*Work to be completed:* Your task is to copy each line of the material that holds the word "order".
══ Data supplied ══
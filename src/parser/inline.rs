//! Inline scanner
//!
//! A single left-to-right pass. At every position the rules below are tried in
//! order and the first one that finds a complete, closed construct wins;
//! otherwise the character goes into the pending text run.
//!
//! 1. Escape `\*`, only before ASCII punctuation so `C:\path` keeps its `\`
//! 2. Hard line break (two trailing spaces or `\` before a newline)
//! 3. Embed `![[target]]`
//! 4. Wikilink `[[target]]` / `[[target|display]]`
//! 5. Image `![alt](src "title")`
//! 6. Link `[text](href "title")`
//! 7. Autolink `<https://...>`
//! 8. Highlight `==text==`
//! 9. Strikethrough `~~text~~`
//! 10. Bold-italic `***text***` / `___text___`
//! 11. Bold `**text**` / `__text__`
//! 12. Italic `*text*` / `_text_`
//! 13. Code `` `code` `` / ``` ``code`` ```

use crate::ast::{Image, InlineToken, Link, WikiLink};
use regex::Regex;
use std::sync::LazyLock;

static AUTOLINK_REGEX: LazyLock<Regex> = LazyLock::new(|| {
    #[allow(clippy::unwrap_used, reason = "Static pattern")]
    Regex::new(r"^[A-Za-z][A-Za-z0-9+.\-]{1,31}:[^\s<>]+$").unwrap()
});

/// Scan `text` into inline tokens with default nesting depth
///
/// # Example
/// ```
/// use obsidian_markdown::ast::InlineToken;
/// use obsidian_markdown::parser::inline::parse_inline;
///
/// let tokens = parse_inline("This is **bold** text");
///
/// assert_eq!(
///     tokens,
///     vec![
///         InlineToken::text("This is "),
///         InlineToken::Bold { children: vec![InlineToken::text("bold")] },
///         InlineToken::text(" text"),
///     ]
/// );
/// ```
#[must_use]
pub fn parse_inline(text: &str) -> Vec<InlineToken> {
    parse_inline_with_depth(text, 0, crate::parser::DEFAULT_MAX_DEPTH)
}

pub(crate) fn parse_inline_with_depth(text: &str, depth: usize, max_depth: usize) -> Vec<InlineToken> {
    InlineScanner::new(text, depth, max_depth).scan()
}

/// Emphasis-like delimiters, longest first within a family
#[derive(Debug, Clone, Copy)]
enum Emphasis {
    Highlight,
    Strikethrough,
    BoldItalic,
    Bold,
    Italic,
}

impl Emphasis {
    fn wrap(self, children: Vec<InlineToken>) -> InlineToken {
        match self {
            Self::Highlight => InlineToken::Highlight { children },
            Self::Strikethrough => InlineToken::Strikethrough { children },
            Self::BoldItalic => InlineToken::BoldItalic { children },
            Self::Bold => InlineToken::Bold { children },
            Self::Italic => InlineToken::Italic { children },
        }
    }
}

struct InlineScanner<'a> {
    text: &'a str,
    pos: usize,
    depth: usize,
    max_depth: usize,
    pending: String,
    tokens: Vec<InlineToken>,
}
//! Notes sharing a name
//!
//! Wikilinks address notes by name, so two files with the same stem in
//! different folders make `[[name]]` ambiguous for the link graph.

use super::Vault;
use crate::note::Note;

/// Notes of every group with more than one member, input order kept per group
fn duplicated<'a>(sorted_notes: &[(Option<String>, &'a Note)]) -> Vec<&'a Note> {
    sorted_notes
        .chunk_by(|(a, _), (b, _)| a.is_some() && a == b)
        .filter(|group| group.len() > 1)
        .flatten()
        .map(|(_, note)| *note)
        .collect()
}

impl Vault {
    fn named_notes(&self) -> Vec<(Option<String>, &Note)> {
        self.notes().iter().map(|note| (note.name(), note)).collect()
    }

    /// Notes whose name is used more than once, grouped by name
    ///
    /// # Other
    /// See [`have_duplicates_by_name`](Vault::have_duplicates_by_name)
    #[must_use]
    pub fn duplicates_by_name(&self) -> Vec<&Note> {
        #[cfg(feature = "tracing")]
        tracing::debug!(
            "Get duplicates notes by name in {} ({} notes)",
            self.path().display(),
            self.count_notes()
        );

        let mut notes = self.named_notes();
        notes.sort_by(|(a, _), (b, _)| a.cmp(b));

        let duplicates = duplicated(&notes);

        #[cfg(feature = "tracing")]
        tracing::debug!("Found {} duplicated notes", duplicates.len());

        duplicates
    }

    /// Parallel [`duplicates_by_name`](Vault::duplicates_by_name)
    #[cfg(feature = "rayon")]
    #[cfg_attr(docsrs, doc(cfg(feature = "rayon")))]
    #[must_use]
    pub fn par_duplicates_by_name(&self) -> Vec<&Note> {
        use rayon::prelude::*;

        let mut notes: Vec<_> = self
            .notes()
            .par_iter()
            .map(|note| (note.name(), note))
            .collect();
        notes.par_sort_by(|(a, _), (b, _)| a.cmp(b));

        duplicated(&notes)
    }

    /// `true` if some name is used by more than one note
    #[must_use]
    pub fn have_duplicates_by_name(&self) -> bool {
        !self.duplicates_by_name().is_empty()
    }

    /// Parallel [`have_duplicates_by_name`](Vault::have_duplicates_by_name)
    #[cfg(feature = "rayon")]
    #[cfg_attr(docsrs, doc(cfg(feature = "rayon")))]
    #[must_use]
    pub fn par_have_duplicates_by_name(&self) -> bool {
        !self.par_duplicates_by_name().is_empty()
    }
}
═══
*Expected answer:*
//! order and the first one that finds a complete, closed construct wins;
/// Notes of every group with more than one member, input order kept per group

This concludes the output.